//! # Binary Encodings
//!
//! Textual renderings of binary fields used at the interchange boundary.

use crate::errors::EncodingError;
use base64::engine::general_purpose::STANDARD;
use base64::Engine;
use serde::{Deserialize, Serialize};

/// Supported textual encodings for binary values.
#[derive(Clone, Copy, Debug, Default, PartialEq, Eq, Hash, Serialize, Deserialize)]
#[serde(rename_all = "lowercase")]
pub enum Encoding {
    /// Bitcoin alphabet base58 (default for identifiers).
    #[default]
    Base58,
    /// Standard padded base64 (default for other binary fields).
    Base64,
    /// Lowercase hex.
    Hex,
}

impl Encoding {
    /// Name used in diagnostics.
    pub fn name(&self) -> &'static str {
        match self {
            Encoding::Base58 => "base58",
            Encoding::Base64 => "base64",
            Encoding::Hex => "hex",
        }
    }
}

/// Encode bytes into text.
pub fn encode_binary(bytes: &[u8], encoding: Encoding) -> String {
    match encoding {
        Encoding::Base58 => bs58::encode(bytes).into_string(),
        Encoding::Base64 => STANDARD.encode(bytes),
        Encoding::Hex => hex::encode(bytes),
    }
}

/// Decode text into bytes.
pub fn decode_binary(text: &str, encoding: Encoding) -> Result<Vec<u8>, EncodingError> {
    let invalid = |message: String| EncodingError::InvalidString {
        encoding: encoding.name(),
        message,
    };

    match encoding {
        Encoding::Base58 => bs58::decode(text)
            .into_vec()
            .map_err(|e| invalid(e.to_string())),
        Encoding::Base64 => STANDARD.decode(text).map_err(|e| invalid(e.to_string())),
        Encoding::Hex => hex::decode(text).map_err(|e| invalid(e.to_string())),
    }
}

══════════════════════════════

--- To do ---
Having read the entries above, set each one down again exactly.

--- Reply to the exercise ---
//! # Binary Encodings
//!
//! Textual renderings of binary fields used at the interchange boundary.

use crate::errors::EncodingError;
use base64::engine::general_purpose::STANDARD;
use base64::Engine;
use serde::{Deserialize, Serialize};

/// Supported textual encodings for binary values.
#[derive(Clone, Copy, Debug, Default, PartialEq, Eq, Hash, Serialize, Deserialize)]
#[serde(rename_all = "lowercase")]
pub enum Encoding {
    /// Bitcoin alphabet base58 (default for identifiers).
    #[default]
    Base58,
    /// Standard padded base64 (default for other binary fields).
    Base64,
    /// Lowercase hex.
    Hex,
}

impl Encoding {
    /// Name used in diagnostics.
    pub fn name(&self) -> &'static str {
        match self {
            Encoding::Base58 => "base58",
            Encoding::Base64 => "base64",
            Encoding::Hex => "hex",
        }
    }
}

/// Encode bytes into text.
pub fn encode_binary(bytes: &[u8], encoding: Encoding) -> String {
    match encoding {
        Encoding::Base58 => bs58::encode(bytes).into_string(),
        Encoding::Base64 => STANDARD.encode(bytes),
        Encoding::Hex => hex::encode(bytes),
    }
}

/// Decode text into bytes.
pub fn decode_binary(text: &str, encoding: Encoding) -> Result<Vec<u8>, EncodingError> {
    let invalid = |message: String| EncodingError::InvalidString {
        encoding: encoding.name(),
        message,
    };

    match encoding {
        Encoding::Base58 => bs58::decode(text)
            .into_vec()
            .map_err(|e| invalid(e.to_string())),
        Encoding::Base64 => STANDARD.decode(text).map_err(|e| invalid(e.to_string())),
        Encoding::Hex => hex::decode(text).map_err(|e| invalid(e.to_string())),
    }
}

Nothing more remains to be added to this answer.